Nick Cassidy (Envision-Jaguar) hat das letzte Rennen der Formel-E-Saison 2023 in London gewonnen. Es war gleichzeitig das erste Regen-Rennen des Jahres und damit das erste mit dem neuen Gen3-Auto. Mitch Evans (Jaguar) und der bereits feststehende Weltmeister Jake Dennis (Andretti-Porsche) komplettierten das Podium beim Saisonfinale, das wegen Dauerregens mit einer Verspätung von 90 Minuten begann. Pole-Setter Cassidy beendet die Saison als Vize-Weltmeister.

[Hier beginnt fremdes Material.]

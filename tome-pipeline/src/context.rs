use std::sync::Arc;
use std::sync::atomic::{AtomicBool, Ordering};
use tome_broker::Broker;
use tome_core::{Event, Job, ModelGateway};
use tome_graph::{LinearIndex, LinkSuggester, VectorIndex};
use tome_store::Store;

/// Shared dependencies for the orchestrator and every stage handler.
pub struct PipelineContext {
    pub store: Arc<dyn Store>,
    pub broker: Arc<dyn Broker>,
    pub gateway: Arc<dyn ModelGateway>,
    pub suggester: LinkSuggester,
    organize_active: Arc<AtomicBool>,
}

impl PipelineContext {
    /// Wire the context with the default linear vector index over the
    /// store.
    pub fn new(
        store: Arc<dyn Store>,
        broker: Arc<dyn Broker>,
        gateway: Arc<dyn ModelGateway>,
    ) -> Self {
        let index: Arc<dyn VectorIndex> = Arc::new(LinearIndex::new(store.clone()));
        Self::with_index(store, broker, gateway, index)
    }

    pub fn with_index(
        store: Arc<dyn Store>,
        broker: Arc<dyn Broker>,
        gateway: Arc<dyn ModelGateway>,
        index: Arc<dyn VectorIndex>,
    ) -> Self {
        let suggester = LinkSuggester::new(index, gateway.clone());
        Self { store, broker, gateway, suggester, organize_active: Arc::new(AtomicBool::new(false)) }
    }

    /// Publish a lifecycle event. Events are progress, not an audit log:
    /// a publish failure is logged and swallowed.
    pub(crate) async fn emit(&self, event: Event) {
        if let Err(e) = self.broker.publish_event(&event).await {
            tracing::warn!(event = event.type_name(), error = %e, "event publish failed");
        }
    }

    /// Enqueue a successor job. The cascade is opportunistic: if the
    /// broker is down the current job's redelivery re-creates it, so
    /// failures are logged and swallowed rather than failing a stage that
    /// already completed.
    pub(crate) async fn cascade(&self, job: Job) {
        if let Err(e) = self.broker.publish_job(&job).await {
            tracing::warn!(job = %job.job_type, error = %e, "successor enqueue failed");
        }
    }

    /// Claim the process-wide folder-organize slot. `None` means another
    /// organize run is active.
    pub(crate) fn try_begin_organize(&self) -> Option<OrganizeGuard> {
        self.organize_active
            .compare_exchange(false, true, Ordering::AcqRel, Ordering::Acquire)
            .ok()
            .map(|_| OrganizeGuard { flag: self.organize_active.clone() })
    }
}

/// Releases the organize slot when the handler returns, on success or
/// error alike.
pub(crate) struct OrganizeGuard {
    flag: Arc<AtomicBool>,
}

impl Drop for OrganizeGuard {
    fn drop(&mut self) {
        self.flag.store(false, Ordering::Release);
    }
}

Der eigentlich für 17:00 Uhr Ortszeit geplante Rennstart in die letzte Elektro-Schlacht musste nach einigen 'Testläufen' hinter dem Safety Car mehrfach nach hinten verschoben werden. Die schlechte Sicht und die Streckenbedingungen auf dem ungewöhnlichen Stadtkurs, der zu Teilen durch eine überdachte Messehalle führte, waren zu schlecht für eine Freigabe durch Renndirektor Scot Elkins.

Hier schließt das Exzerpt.